7. Organisational AI governance starts with a use policy that is actually enforced. The policy must specify which tools are approved, what data may be sent, and how AI-generated code is reviewed before production use. The Samsung incident illustrates what happens in the absence of one.

8. The EU AI Act classifies AI coding assistants as minimal risk. If you are building a high-risk AI system — for medical diagnosis, hiring, or credit decisions — significantly stricter requirements apply, including conformity assessments, transparency obligations, and mandated human oversight.

Review Questions

1. Your team wants to add an AGPL-licensed library to your SaaS product’s backend. The product charges a monthly subscription fee and does not distribute compiled binaries. A colleague argues: “AGPL only applies when you distribute software — since we’re SaaS, we don’t distribute anything, so we’re fine.” Evaluate this argument. What obligation, if any, does the AGPL create for a network-accessible service, and what would you recommend?

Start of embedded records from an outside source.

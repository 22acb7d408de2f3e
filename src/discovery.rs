//! Discovery listener.
//!
//! Subscribes to wildcard announcement patterns and turns each inbound
//! message into a transient component descriptor: parse the identity from
//! the topic, hand the payload to the external factory, feed the result to
//! the batch scheduler. Malformed topics and rejected payloads are logged
//! and skipped; duplicates are reconciliation's business, not suppressed
//! here.

use parking_lot::Mutex;
use std::sync::Arc;
use tokio::sync::broadcast;
use tokio::task::JoinHandle;
use tracing::{debug, warn};

use crate::batching::DelayedBatch;
use crate::bus::{BusMessage, MessageBus};
use crate::component::{Component, ComponentFactory};
use crate::identity::ComponentId;
use crate::types::Result;

struct Subscription {
    pattern: String,
    task: JoinHandle<()>,
}

pub struct DiscoveryListener {
    bus: Arc<dyn MessageBus>,
    factory: Arc<dyn ComponentFactory>,
    scheduler: Arc<DelayedBatch<Component>>,
    subscriptions: Mutex<Vec<Subscription>>,
}

impl DiscoveryListener {
    pub fn new(
        bus: Arc<dyn MessageBus>,
        factory: Arc<dyn ComponentFactory>,
        scheduler: Arc<DelayedBatch<Component>>,
    ) -> Self {
        Self {
            bus,
            factory,
            scheduler,
            subscriptions: Mutex::new(Vec::new()),
        }
    }

    /// Subscribe every pattern and spawn one forwarding task per
    /// subscription. Subscribing is the only fallible step; on failure the
    /// patterns subscribed so far are torn down again and the error surfaces
    /// to the caller (no internal retry).
    pub async fn start(&self, patterns: &[String]) -> Result<()> {
        for pattern in patterns {
            let rx = match self.bus.subscribe(pattern).await {
                Ok(rx) => rx,
                Err(e) => {
                    self.stop().await;
                    return Err(e);
                }
            };

            let factory = Arc::clone(&self.factory);
            let scheduler = Arc::clone(&self.scheduler);
            let task = tokio::spawn(async move {
                forward_announcements(rx, factory, scheduler).await;
            });
            self.subscriptions.lock().push(Subscription {
                pattern: pattern.clone(),
                task,
            });
        }
        debug!("discovery listening on {} patterns", patterns.len());
        Ok(())
    }

    /// Abort the forwarding tasks and drop all subscriptions. Idempotent;
    /// after return no message reaches the scheduler.
    pub async fn stop(&self) {
        let subscriptions: Vec<Subscription> = self.subscriptions.lock().drain(..).collect();
        for subscription in &subscriptions {
            subscription.task.abort();
        }
        for Subscription { pattern, task } in subscriptions {
            // wait out the cancelled task; an announcement it was mid-way
            // through handling must not reach the scheduler after return
            let _ = task.await;
            if let Err(e) = self.bus.unsubscribe(&pattern).await {
                warn!("failed to unsubscribe '{}': {}", pattern, e);
            }
        }
    }
}

async fn forward_announcements(
    mut rx: broadcast::Receiver<BusMessage>,
    factory: Arc<dyn ComponentFactory>,
    scheduler: Arc<DelayedBatch<Component>>,
) {
    loop {
        match rx.recv().await {
            Ok(msg) => handle_announcement(&msg, &factory, &scheduler),
            Err(broadcast::error::RecvError::Lagged(n)) => {
                warn!("discovery subscription lagged, {} announcements missed", n);
            }
            Err(broadcast::error::RecvError::Closed) => break,
        }
    }
}

fn handle_announcement(
    msg: &BusMessage,
    factory: &Arc<dyn ComponentFactory>,
    scheduler: &Arc<DelayedBatch<Component>>,
) {
    let id = match ComponentId::parse(&msg.topic) {
        Ok(id) => id,
        Err(e) => {
            warn!("skipping announcement: {}", e);
            return;
        }
    };
    let channels = match factory.channels(&id, &msg.payload) {
        Ok(channels) => channels,
        Err(e) => {
            warn!("skipping announcement for {}: {}", id, e);
            return;
        }
    };
    debug!("discovered component {} with {} channels", id, channels.len());
    scheduler.accept(Component::new(id, msg.payload.clone(), channels));
}
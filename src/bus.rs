//! Message-bus contract and an in-memory broker.
//!
//! The engine only depends on the publish/subscribe contract below; the real
//! transport (connect/retry/TLS) lives outside. `MemoryBus` implements the
//! same contract in-process and is what the tests run against.

use async_trait::async_trait;
use bytes::Bytes;
use dashmap::DashMap;
use std::collections::HashMap;
use std::sync::Arc;
use std::sync::atomic::{AtomicU64, Ordering};
use tokio::sync::{Mutex, broadcast};
use tracing::{debug, trace};
use wildmatch::WildMatch;

use crate::types::Result;

/// One message delivered from the bus.
#[derive(Debug, Clone)]
pub struct BusMessage {
    pub topic: String,
    pub payload: Bytes,
}

/// Publish/subscribe handle injected into the engine.
///
/// `subscribe` is the only suspending step that may fail; its error surfaces
/// to the caller and is never retried internally.
#[async_trait]
pub trait MessageBus: Send + Sync {
    /// Subscribe to a topic pattern (MQTT-style `+`/`#` wildcards).
    async fn subscribe(&self, pattern: &str) -> Result<broadcast::Receiver<BusMessage>>;

    /// Drop a subscription. Safe to call for patterns never subscribed.
    async fn unsubscribe(&self, pattern: &str) -> Result<()>;

    /// Publish a payload to a topic.
    async fn publish(&self, topic: &str, payload: Bytes) -> Result<()>;
}

/// In-process pub-sub broker: one broadcast channel per subscribed pattern.
pub struct MemoryBus {
    /// Topic pattern -> broadcast channel
    channels: DashMap<String, broadcast::Sender<BusMessage>>,
    total_published: AtomicU64,
}

impl MemoryBus {
    pub fn new() -> Self {
        Self {
            channels: DashMap::new(),
            total_published: AtomicU64::new(0),
        }
    }

    /// Check if a topic matches a pattern (MQTT-style wildcards).
    /// `+` matches one level, `#` matches multiple levels.
    fn topic_matches(topic: &str, pattern: &str) -> bool {
        if pattern.contains('#') || pattern.contains('+') {
            let glob_pattern = pattern.replace('+', "*").replace('#', "**");
            WildMatch::new(&glob_pattern).matches(topic)
        } else {
            topic == pattern
        }
    }

    /// Number of messages published so far.
    pub fn published(&self) -> u64 {
        self.total_published.load(Ordering::Relaxed)
    }
}

impl Default for MemoryBus {
    fn default() -> Self {
        Self::new()
    }
}

#[async_trait]
impl MessageBus for MemoryBus {
    async fn subscribe(&self, pattern: &str) -> Result<broadcast::Receiver<BusMessage>> {
        let sender = self
            .channels
            .entry(pattern.to_string())
            .or_insert_with(|| {
                let (tx, _) = broadcast::channel(100);
                tx
            })
            .clone();

        debug!("new subscription to topic pattern '{}'", pattern);
        Ok(sender.subscribe())
    }

    async fn unsubscribe(&self, pattern: &str) -> Result<()> {
        if self.channels.remove(pattern).is_some() {
            debug!("dropped subscription to topic pattern '{}'", pattern);
        }
        Ok(())
    }

    async fn publish(&self, topic: &str, payload: Bytes) -> Result<()> {
        let mut notified = 0;

        for entry in self.channels.iter() {
            let pattern = entry.key();
            if Self::topic_matches(topic, pattern) {
                // broadcast::send errors only when there are no receivers
                if let Ok(n) = entry.value().send(BusMessage {
                    topic: topic.to_string(),
                    payload: payload.clone(),
                }) {
                    notified += n;
                }
            }
        }

        self.total_published.fetch_add(1, Ordering::Relaxed);
        trace!("published to topic '{}', notified {} subscribers", topic, notified);
        Ok(())
    }
}

/// Decorator that reference-counts subscriptions per pattern.
///
/// Unsubscribing a topic is global on MQTT-style transports, so a component
/// releasing a state topic that another live component still listens on must
/// not reach the inner bus. The count lock is held across the inner calls so
/// a concurrent release can not retire a pattern between subscribe and count.
pub struct SharedBus {
    inner: Arc<dyn MessageBus>,
    counts: Mutex<HashMap<String, usize>>,
}

impl SharedBus {
    pub fn new(inner: Arc<dyn MessageBus>) -> Self {
        Self {
            inner,
            counts: Mutex::new(HashMap::new()),
        }
    }
}

#[async_trait]
impl MessageBus for SharedBus {
    async fn subscribe(&self, pattern: &str) -> Result<broadcast::Receiver<BusMessage>> {
        let mut counts = self.counts.lock().await;
        let rx = self.inner.subscribe(pattern).await?;
        *counts.entry(pattern.to_string()).or_insert(0) += 1;
        Ok(rx)
    }

    async fn unsubscribe(&self, pattern: &str) -> Result<()> {
        let mut counts = self.counts.lock().await;
        match counts.get_mut(pattern) {
            Some(count) if *count > 1 => {
                *count -= 1;
                Ok(())
            }
            Some(_) => {
                counts.remove(pattern);
                self.inner.unsubscribe(pattern).await
            }
            // releasing a pattern never acquired here is a no-op
            None => Ok(()),
        }
    }

    async fn publish(&self, topic: &str, payload: Bytes) -> Result<()> {
        self.inner.publish(topic, payload).await
    }
}

/// Bus wrapper that fails every subscribe, for exercising the
/// subscribe-failure path.
#[cfg(test)]
pub(crate) struct RefusingBus;

#[cfg(test)]
#[async_trait]
impl MessageBus for RefusingBus {
    async fn subscribe(&self, pattern: &str) -> Result<broadcast::Receiver<BusMessage>> {
        Err(crate::types::Error::Subscribe {
            pattern: pattern.to_string(),
            reason: "broker unavailable".to_string(),
        })
    }

    async fn unsubscribe(&self, _pattern: &str) -> Result<()> {
        Ok(())
    }

    async fn publish(&self, _topic: &str, _payload: Bytes) -> Result<()> {
        Ok(())
    }
}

2. A developer uses GitHub Copilot to generate approximately 40% of a new fintech product’s codebase. The CTO wants to register the codebase as a company copyright and is confident this is straightforward. What are the obstacles to this, and what documentation practices — starting today — would strengthen the company’s legal position?

3. You are implementing a user data export feature in a FastAPI application. You submit the following prompt: “Add a GET /users/{user_id}/export endpoint that returns all user data as JSON.” The AI returns a function that serialises the User SQLAlchemy model directly. Identify at least two GDPR compliance gaps in the generated code, then write the revised prompt that addresses them.

4. A junior developer generates a user authentication module using an AI assistant and merges it without a security review. The module contains a timing vulnerability in the password comparison function that leaks whether a username exists. When the issue is reported, the developer says: “The AI wrote it — that’s on the tool, not me.” As tech lead, how do you respond, and what specific changes would you make to the team’s AI code review process to prevent this class of issue?

5. Your organisation has no AI use policy. You have been asked to draft three policy clauses before next week’s sprint. Using the example clauses in Section 12.5.1 as a model, write three clauses specific to a team that builds healthcare data management software, uses external AI coding assistants daily, and is subject to GDPR. For each clause, explain the specific risk it mitigates.